I know the direct drive is possible.
Well, you will have a friction loss on the drive train, you have additional rotating mass as well as additional dead weight - this all will absorb your watts into the system with a lower watt percent available for spinning the prop so you will end up with bigger batteries. The suggestions are provide the most efficient and simple way to power a large electric. The one place I still see smaller higher KV motors useful is using geared in-runners when you have a very tight mounting area like some smaller turbo prop scale applications or a performance sailplane.
it's really quite surprising how small (weight and volume) a good out-runner is compared to the equivalent petrol IC engine.
as for not addressing your power source for battery charging:
ORIGINAL: vik
For field equipment: do you use car battery or have some external power source?
I mostly keep enough sets of packs that I don't need to charge on a day I fly.
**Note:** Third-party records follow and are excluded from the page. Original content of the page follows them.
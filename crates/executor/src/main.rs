// SPDX-License-Identifier: BUSL-1.1
// Copyright (c) 2026 Alfred Jean LLC

//! agor-executor binary entry point.

use clap::Parser;
use tracing_subscriber::EnvFilter;

use agor_executor::{run_feathers_mode, run_ipc_mode, ExecutorArgs, StartMode};

#[tokio::main]
async fn main() {
    tracing_subscriber::fmt()
        .with_env_filter(EnvFilter::try_from_default_env().unwrap_or_else(|_| "info".into()))
        .with_writer(std::io::stderr)
        .init();

    let args = ExecutorArgs::parse();
    let outcome = match args.mode() {
        Ok(StartMode::Ipc { socket }) => run_ipc_mode(&socket).await,
        Ok(mode @ StartMode::Feathers { .. }) => run_feathers_mode(mode).await,
        Err(e) => Err(e),
    };

    if let Err(e) = outcome {
        tracing::error!(error = %e, "executor failed");
        std::process::exit(1);
    }
}
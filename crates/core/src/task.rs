// SPDX-License-Identifier: BUSL-1.1
// Copyright (c) 2026 Alfred Jean LLC

//! Task entity and its status state machine.

use serde::{Deserialize, Serialize};

crate::define_id! {
    /// Unique identifier for a single prompt→completion run.
    pub struct TaskId("tsk-");
}

/// Task execution status.
///
/// Valid transitions: `Pending → Running → {Completed, Failed}` and
/// `Running → Stopping → Stopped`. Terminal states never transition further.
#[derive(Debug, Clone, Copy, PartialEq, Eq, Serialize, Deserialize)]
#[serde(rename_all = "snake_case")]
pub enum TaskStatus {
    Pending,
    Running,
    Stopping,
    Completed,
    Failed,
    Stopped,
}

impl TaskStatus {
    /// Terminal statuses admit no further transitions.
    pub fn is_terminal(self) -> bool {
        matches!(self, TaskStatus::Completed | TaskStatus::Failed | TaskStatus::Stopped)
    }

    /// Whether moving to `next` is a legal state-machine edge.
    pub fn can_transition_to(self, next: TaskStatus) -> bool {
        matches!(
            (self, next),
            (TaskStatus::Pending, TaskStatus::Running)
                | (TaskStatus::Running, TaskStatus::Completed)
                | (TaskStatus::Running, TaskStatus::Failed)
                | (TaskStatus::Running, TaskStatus::Stopping)
                | (TaskStatus::Stopping, TaskStatus::Stopped)
        )
    }
}

crate::simple_display! {
    TaskStatus {
        Pending => "pending",
        Running => "running",
        Stopping => "stopping",
        Completed => "completed",
        Failed => "failed",
        Stopped => "stopped",
    }
}

/// One prompt→completion unit inside a session.
///
/// `sequence` is monotonic per session. A running executor process is
/// exclusively owned by the task it was spawned for.
#[derive(Debug, Clone, PartialEq, Eq, Serialize, Deserialize)]
pub struct Task {
    pub id: TaskId,
    pub session_id: crate::SessionId,
    pub sequence: u64,
    pub prompt: String,
    pub status: TaskStatus,
    #[serde(default, skip_serializing_if = "Option::is_none")]
    pub error: Option<crate::ErrorBody>,
    /// Set while a tool-use permission request is pending on this task.
    #[serde(default)]
    pub awaiting_permission: bool,
    pub created_at_ms: u64,
    #[serde(default, skip_serializing_if = "Option::is_none")]
    pub completed_at_ms: Option<u64>,
}

crate::builder! {
    pub struct TaskBuilder => Task {
        into { prompt: String = "do the thing" }
        set {
            sequence: u64 = 1,
            status: TaskStatus = TaskStatus::Pending,
            awaiting_permission: bool = false,
        }
        option {
            error: crate::ErrorBody = None,
            completed_at_ms: u64 = None,
        }
        computed {
            id: TaskId = TaskId::new(),
            session_id: crate::SessionId = crate::SessionId::new(),
            created_at_ms: u64 = 0,
        }
    }
}

#[cfg(test)]
#[path = "task_tests.rs"]
mod tests;
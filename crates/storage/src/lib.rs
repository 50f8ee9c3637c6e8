// SPDX-License-Identifier: BUSL-1.1
// Copyright (c) 2026 Alfred Jean LLC

//! agor-storage: in-memory materialized state for the control plane.
//!
//! The write-side invariants live here: status transitions must be legal
//! edges, terminal tasks accept no further writes, and the task writer can
//! never touch a session's `ready_for_prompt` flag.

// Allow panic!/unwrap/expect in test code
#![cfg_attr(test, allow(clippy::panic))]
#![cfg_attr(test, allow(clippy::unwrap_used))]
#![cfg_attr(test, allow(clippy::expect_used))]

mod snapshot;
mod state;

pub use snapshot::{load_snapshot, save_snapshot, SnapshotError};
pub use state::{MaterializedState, SessionPatch, StorageError};
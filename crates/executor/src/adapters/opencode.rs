// SPDX-License-Identifier: BUSL-1.1
// Copyright (c) 2026 Alfred Jean LLC

//! OpenCode adapter. Authenticates against a server URL instead of an API
//! key, so its credential key is `NONE`.

use async_trait::async_trait;
use tokio_util::sync::CancellationToken;

use super::process::{drive, ProcessSpec};
use super::{AdapterError, AdapterOutcome, StreamSink, TaskInput, ToolAdapter};

pub struct OpenCodeAdapter;

#[async_trait]
impl ToolAdapter for OpenCodeAdapter {
    fn name(&self) -> &'static str {
        "opencode"
    }

    async fn run(
        &self,
        input: &TaskInput,
        sink: &dyn StreamSink,
        cancel: &CancellationToken,
    ) -> Result<AdapterOutcome, AdapterError> {
        let args = vec!["run".to_string(), input.prompt.clone()];
        let mut env = Vec::new();
        if let Ok(url) = std::env::var("OPENCODE_SERVER_URL") {
            if !url.is_empty() {
                env.push(("OPENCODE_SERVER_URL".to_string(), url));
            }
        }

        drive(
            ProcessSpec { program: "opencode".to_string(), args, env, cwd: input.cwd.clone() },
            sink,
            cancel,
        )
        .await
    }
}
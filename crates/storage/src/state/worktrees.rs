// SPDX-License-Identifier: BUSL-1.1
// Copyright (c) 2026 Alfred Jean LLC

//! Worktree and ownership writers, plus visibility filtering.

use agor_core::{PermissionLevel, UserId, Worktree, WorktreeId};

use super::{MaterializedState, StorageError};

impl MaterializedState {
    pub fn insert_worktree(&mut self, worktree: Worktree) {
        self.worktree_owners.entry(worktree.id).or_default();
        self.worktrees.insert(worktree.id, worktree);
    }

    pub fn worktree(&self, id: &WorktreeId) -> Result<&Worktree, StorageError> {
        self.worktrees
            .get(id)
            .ok_or(StorageError::NotFound { entity: "worktree", id: id.to_string() })
    }

    /// Soft delete. The per-worktree group is torn down by admin tooling.
    pub fn archive_worktree(&mut self, id: &WorktreeId) -> Result<(), StorageError> {
        let worktree = self
            .worktrees
            .get_mut(id)
            .ok_or(StorageError::NotFound { entity: "worktree", id: id.to_string() })?;
        worktree.archived = true;
        Ok(())
    }

    pub fn add_owner(&mut self, worktree_id: WorktreeId, user_id: UserId) {
        self.worktree_owners.entry(worktree_id).or_default().insert(user_id);
    }

    pub fn remove_owner(&mut self, worktree_id: &WorktreeId, user_id: &UserId) {
        if let Some(owners) = self.worktree_owners.get_mut(worktree_id) {
            owners.remove(user_id);
        }
    }

    pub fn is_owner(&self, worktree_id: &WorktreeId, user_id: &UserId) -> bool {
        self.worktree_owners
            .get(worktree_id)
            .is_some_and(|owners| owners.contains(user_id))
    }

    /// Effective permission of `user` on `worktree`: owners resolve to
    /// `all` regardless of `others_can`.
    pub fn effective_permission(
        &self,
        worktree_id: &WorktreeId,
        user_id: &UserId,
    ) -> Result<PermissionLevel, StorageError> {
        let worktree = self.worktree(worktree_id)?;
        if self.is_owner(worktree_id, user_id) {
            Ok(PermissionLevel::All)
        } else {
            Ok(worktree.others_can)
        }
    }

    /// Post-query `find` filter: a worktree is visible if the caller owns
    /// it or `others_can` grants at least view.
    pub fn visible_worktrees(&self, user_id: &UserId) -> Vec<&Worktree> {
        self.worktrees
            .values()
            .filter(|wt| {
                self.is_owner(&wt.id, user_id) || wt.others_can.allows(PermissionLevel::View)
            })
            .collect()
    }
}
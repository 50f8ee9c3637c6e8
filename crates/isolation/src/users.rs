// SPDX-License-Identifier: BUSL-1.1
// Copyright (c) 2026 Alfred Jean LLC

//! Unix user management.

use std::path::Path;

use agor_shell::{Cmd, CommandRunner};
use tracing::info;

use crate::error::IsolationError;
use crate::names::validate_unix_username;

/// Probe whether a user exists.
pub async fn user_exists(runner: &dyn CommandRunner, username: &str) -> bool {
    runner.check(&Cmd::new("id").arg("-u").arg(username)).await
}

/// Create the user with a home directory if it does not already exist.
///
/// Idempotent: calling twice performs the mutation at most once.
pub async fn ensure_user(
    runner: &dyn CommandRunner,
    username: &str,
    home_base: &Path,
) -> Result<(), IsolationError> {
    validate_unix_username(username)?;
    if user_exists(runner, username).await {
        info!(username, "user already exists");
        return Ok(());
    }

    let home = home_base.join(username);
    runner
        .exec_all(&[Cmd::new("useradd")
            .arg("--create-home")
            .arg("--home-dir")
            .arg(home.display().to_string())
            .arg("--shell")
            .arg("/bin/bash")
            .arg(username)])
        .await?;
    info!(username, home = %home.display(), "created user");
    Ok(())
}

/// Remove the user, optionally deleting their home directory.
///
/// A user that is already gone is success.
pub async fn delete_user(
    runner: &dyn CommandRunner,
    username: &str,
    delete_home: bool,
) -> Result<(), IsolationError> {
    validate_unix_username(username)?;
    if !user_exists(runner, username).await {
        info!(username, "user already absent");
        return Ok(());
    }

    let mut cmd = Cmd::new("userdel");
    if delete_home {
        cmd = cmd.arg("--remove");
    }
    runner.exec_all(&[cmd.arg(username)]).await?;
    info!(username, delete_home, "deleted user");
    Ok(())
}

#[cfg(test)]
#[path = "users_tests.rs"]
mod tests;
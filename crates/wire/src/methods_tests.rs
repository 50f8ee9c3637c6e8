// SPDX-License-Identifier: BUSL-1.1
// Copyright (c) 2026 Alfred Jean LLC

use super::*;
use serde_json::json;

#[test]
fn get_api_key_params_shape() {
    let params = GetApiKeyParams {
        session_token: "tok".into(),
        credential_key: CredentialKey::AnthropicApiKey,
    };
    let value = serde_json::to_value(&params).unwrap();
    assert_eq!(value["credential_key"], "ANTHROPIC_API_KEY");
}

#[test]
fn permission_resolved_uses_camel_case() {
    let params = PermissionResolvedParams {
        request_id: "req-1".into(),
        task_id: TaskId::from_string("tsk-1"),
        allow: false,
        reason: Some("Timeout".into()),
        remember: false,
        scope: PermissionScope::Once,
        decided_by: "usr-1".into(),
    };
    let value = serde_json::to_value(&params).unwrap();
    assert_eq!(value["requestId"], "req-1");
    assert_eq!(value["taskId"], "tsk-1");
    assert_eq!(value["decidedBy"], "usr-1");
    assert_eq!(value["scope"], "once");
}

#[test]
fn task_stop_params_round_trip() {
    let params = TaskStopParams {
        session_id: SessionId::from_string("ses-1"),
        task_id: TaskId::from_string("tsk-1"),
        sequence: 3,
        timestamp: 1111,
    };
    let value = serde_json::to_value(&params).unwrap();
    let parsed: TaskStopParams = serde_json::from_value(value).unwrap();
    assert_eq!(parsed, params);
}

#[test]
fn execute_prompt_result_optional_fields_omitted() {
    let result = ExecutePromptResult {
        status: ExecuteStatus::Completed,
        message_count: 4,
        token_usage: None,
        error: None,
    };
    let value = serde_json::to_value(&result).unwrap();
    assert_eq!(value["status"], "completed");
    assert!(value.get("token_usage").is_none());
    assert!(value.get("error").is_none());
}

#[test]
fn execute_prompt_params_defaults() {
    let parsed: ExecutePromptParams = serde_json::from_value(json!({
        "session_token": "tok",
        "session_id": "ses-1",
        "task_id": "tsk-1",
        "agentic_tool": "claude-code",
        "prompt": "hello",
        "cwd": "/work",
    }))
    .unwrap();
    assert!(parsed.tools.is_empty());
    assert!(!parsed.stream);
    assert_eq!(parsed.agentic_tool, AgenticTool::ClaudeCode);
}

#[test]
fn daemon_command_names() {
    assert_eq!(DaemonCommand::EmitPermissionEvent.to_string(), "emit_permission_event");
    let value = serde_json::to_value(DaemonCommand::StreamChunk).unwrap();
    assert_eq!(value, "stream_chunk");
}

#[test]
fn stop_ack_round_trip() {
    let ack = TaskStopAckParams {
        session_id: SessionId::from_string("ses-1"),
        task_id: TaskId::from_string("tsk-1"),
        sequence: 1,
        received_at: 42,
        status: StopAckStatus::Stopping,
    };
    let json = serde_json::to_string(&ack).unwrap();
    let parsed: TaskStopAckParams = serde_json::from_str(&json).unwrap();
    assert_eq!(parsed, ack);
}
I charge at home starting a few days before a planned flying day using a very large power supply on my CellPro10 supplemented by a few other chargers for smaller and Nickle based packs. My primary club field has installed a solar collector and Pb/Acid storage and we often charge packs at the field from that. I do know some fields have A/C power available and I've often seen personal petrol generators in use at events. I personally used to charge smaller packs (3S 2000mAh) off my car battery however between fear of running the car battery low and damaging it (not a deep cycle) and fear of LiPo thermal-runaway fires (most of my packs have experienced some bumps and bruises - never had a charging fire yet) I have stopped that practice.